In February 2016 Cleary was suspended for six months under Cricket Australia's Anti-Corruption Code for placing bets on cricket matches totalling $15.50.

Cleary was named in Australia's extended squad for the 2017 ICC Women's World Cup.

In August 2017 Cleary and another seven other promising young cricket players were named in the Inaugural Women's National Performance squad. The squad trained at the world-class NCC facility and alongside the Australian contracted squad at a pre-Ashes camp.

In November 2018, she was named in the Perth Scorchers' squad for the 2018–19 Women's Big Bash League season. In 2021, she was drafted by Welsh Fire for the inaugural season of The Hundred. She played for them in 8 games and picked up 6 wickets.

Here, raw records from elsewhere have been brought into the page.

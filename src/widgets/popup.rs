//! Centered popup frame for prompts and banners drawn over a page.

use crate::styles::Theme;
use ratatui::prelude::*;
use ratatui::widgets::{Block, BorderType, Borders, Clear, Paragraph};

/// Popup with a fixed size, clamped to the parent area.
pub struct Popup<'a> {
    width: u16,
    height: u16,
    title: Option<&'a str>,
    theme: &'a Theme,
}

impl<'a> Popup<'a> {
    pub fn new(theme: &'a Theme) -> Self {
        Self {
            width: 50,
            height: 7,
            title: None,
            theme,
        }
    }

    pub fn size(mut self, width: u16, height: u16) -> Self {
        self.width = width;
        self.height = height;
        self
    }

    pub fn title(mut self, title: &'a str) -> Self {
        self.title = Some(title);
        self
    }

    /// Centered popup area inside `area`.
    pub fn area(&self, area: Rect) -> Rect {
        let width = self.width.min(area.width);
        let height = self.height.min(area.height);
        let x = area.x + area.width.saturating_sub(width) / 2;
        let y = area.y + area.height.saturating_sub(height) / 2;
        Rect::new(x, y, width, height)
    }

    /// Clear the popup area, draw its border and title, and return the
    /// content area.
    pub fn render(&self, frame: &mut Frame, area: Rect) -> Rect {
        let popup_area = self.area(area);
        frame.render_widget(Clear, popup_area);

        let block = Block::default()
            .borders(Borders::ALL)
            .border_type(BorderType::Thick)
            .border_style(self.theme.border_focused_style())
            .style(self.theme.background_style());
        let inner = block.inner(popup_area);
        frame.render_widget(block, popup_area);

        let Some(title) = self.title else {
            return inner;
        };
        let [title_area, content_area] =
            Layout::vertical([Constraint::Length(1), Constraint::Min(0)]).areas(inner);
        frame.render_widget(
            Paragraph::new(title)
                .alignment(Alignment::Center)
                .style(self.theme.title_style()),
            title_area,
        );
        content_area
    }
}

#[cfg(test)]
mod tests {
    use super::*;

    #[test]
    fn test_area_is_centered_and_clamped() {
        let theme = Theme::default();
        let popup = Popup::new(&theme).size(20, 4);
        let area = popup.area(Rect::new(0, 0, 40, 10));
        assert_eq!(area, Rect::new(10, 3, 20, 4));

        let clamped = Popup::new(&theme).size(80, 40).area(Rect::new(0, 0, 40, 10));
        assert_eq!(clamped, Rect::new(0, 0, 40, 10));
    }
}
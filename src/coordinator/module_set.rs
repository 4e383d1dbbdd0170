//! Tagged module collection.
//!
//! Modules are stored as a tagged enum rather than trait objects so the
//! coordinator can reach a concrete module (for example to show a
//! conversation) without downcasting.

use crate::modules::{
    ContactsModule, ConversationsModule, ModuleCoordinator, ModuleKind, ProfileModule,
    SettingsModule,
};
use anyhow::{bail, Result};

pub enum Module {
    Contacts(ContactsModule),
    Conversations(ConversationsModule),
    Settings(SettingsModule),
    Profile(ProfileModule),
}

impl Module {
    pub fn kind(&self) -> ModuleKind {
        match self {
            Module::Contacts(_) => ModuleKind::Contacts,
            Module::Conversations(_) => ModuleKind::Conversations,
            Module::Settings(_) => ModuleKind::Settings,
            Module::Profile(_) => ModuleKind::Profile,
        }
    }

    pub fn as_coordinator(&self) -> &dyn ModuleCoordinator {
        match self {
            Module::Contacts(m) => m,
            Module::Conversations(m) => m,
            Module::Settings(m) => m,
            Module::Profile(m) => m,
        }
    }

    pub fn as_coordinator_mut(&mut self) -> &mut dyn ModuleCoordinator {
        match self {
            Module::Contacts(m) => m,
            Module::Conversations(m) => m,
            Module::Settings(m) => m,
            Module::Profile(m) => m,
        }
    }
}

/// Ordered modules, at most one of each kind. Order is tab order and never
/// changes after construction.
pub struct ModuleSet {
    modules: Vec<Module>,
}

impl ModuleSet {
    pub fn new(modules: Vec<Module>) -> Result<Self> {
        for (i, module) in modules.iter().enumerate() {
            if modules[..i].iter().any(|m| m.kind() == module.kind()) {
                bail!("Module {} registered twice", module.kind());
            }
        }
        Ok(Self { modules })
    }

    pub fn len(&self) -> usize {
        self.modules.len()
    }

    pub fn is_empty(&self) -> bool {
        self.modules.is_empty()
    }

    pub fn kinds(&self) -> Vec<ModuleKind> {
        self.modules.iter().map(Module::kind).collect()
    }

    pub fn iter(&self) -> impl Iterator<Item = &Module> {
        self.modules.iter()
    }

    pub fn iter_mut(&mut self) -> impl Iterator<Item = &mut Module> {
        self.modules.iter_mut()
    }

    pub fn get_mut(&mut self, index: usize) -> Option<&mut Module> {
        self.modules.get_mut(index)
    }

    /// Find the module of `kind` and its position.
    pub fn find(&self, kind: ModuleKind) -> Option<(usize, &Module)> {
        self.modules
            .iter()
            .enumerate()
            .find(|(_, m)| m.kind() == kind)
    }

    pub fn find_mut(&mut self, kind: ModuleKind) -> Option<(usize, &mut Module)> {
        self.modules
            .iter_mut()
            .enumerate()
            .find(|(_, m)| m.kind() == kind)
    }

    pub fn conversations_mut(&mut self) -> Option<(usize, &mut ConversationsModule)> {
        match self.find_mut(ModuleKind::Conversations)? {
            (index, Module::Conversations(module)) => Some((index, module)),
            _ => None,
        }
    }

    pub fn conversations(&self) -> Option<(usize, &ConversationsModule)> {
        match self.find(ModuleKind::Conversations)? {
            (index, Module::Conversations(module)) => Some((index, module)),
            _ => None,
        }
    }

    pub fn profile(&self) -> Option<(usize, &ProfileModule)> {
        match self.find(ModuleKind::Profile)? {
            (index, Module::Profile(module)) => Some((index, module)),
            _ => None,
        }
    }
}

#[cfg(test)]
mod tests {
    use super::*;
    use crate::messaging::{LocalMessenger, LocalMessengerOptions};
    use crate::styles::Theme;
    use std::rc::Rc;

    fn settings() -> Module {
        Module::Settings(SettingsModule::new(Theme::default()))
    }

    fn profile() -> Module {
        let engine = Rc::new(LocalMessenger::new(LocalMessengerOptions::default(), None));
        Module::Profile(ProfileModule::new(Theme::default(), engine))
    }

    #[test]
    fn test_duplicate_kind_is_rejected() {
        assert!(ModuleSet::new(vec![settings(), settings()]).is_err());
    }

    #[test]
    fn test_find_returns_position() {
        let set = ModuleSet::new(vec![settings(), profile()]).unwrap();
        let (index, module) = set.find(ModuleKind::Profile).unwrap();
        assert_eq!(index, 1);
        assert_eq!(module.kind(), ModuleKind::Profile);
        assert_eq!(set.kinds(), vec![ModuleKind::Settings, ModuleKind::Profile]);
    }

    #[test]
    fn test_missing_kind_is_not_found() {
        let mut set = ModuleSet::new(vec![settings()]).unwrap();
        assert!(set.find(ModuleKind::Contacts).is_none());
        assert!(set.conversations_mut().is_none());
        assert!(set.profile().is_none());
    }
}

In April 2021, it was announced that Cleary had joined Lancashire and North West Thunder for the 2021 season. For some years, Cleary had been in a long-distance relationship with Amy Jones, her former Perth Scorchers teammate, who bats and keeps wicket for England. She and Jones are now both based in Loughborough, Leicestershire. Cleary had also wanted to take a break from playing for Western Australia. However, she returned to play for Western Australia in the 2021–22 Women's National Cricket League. She joined Leicestershire for the 2023 East of England Women's County Championship, becoming the side's first ever overseas player. In July 2023, she signed for Western Storm for three Rachael Heyhoe Flint Trophy matches.

Cleary announced her retirement from professional cricket in January 2026.

==Personal life==
Cleary married English international cricketer Amy Jones on 4 April 2026.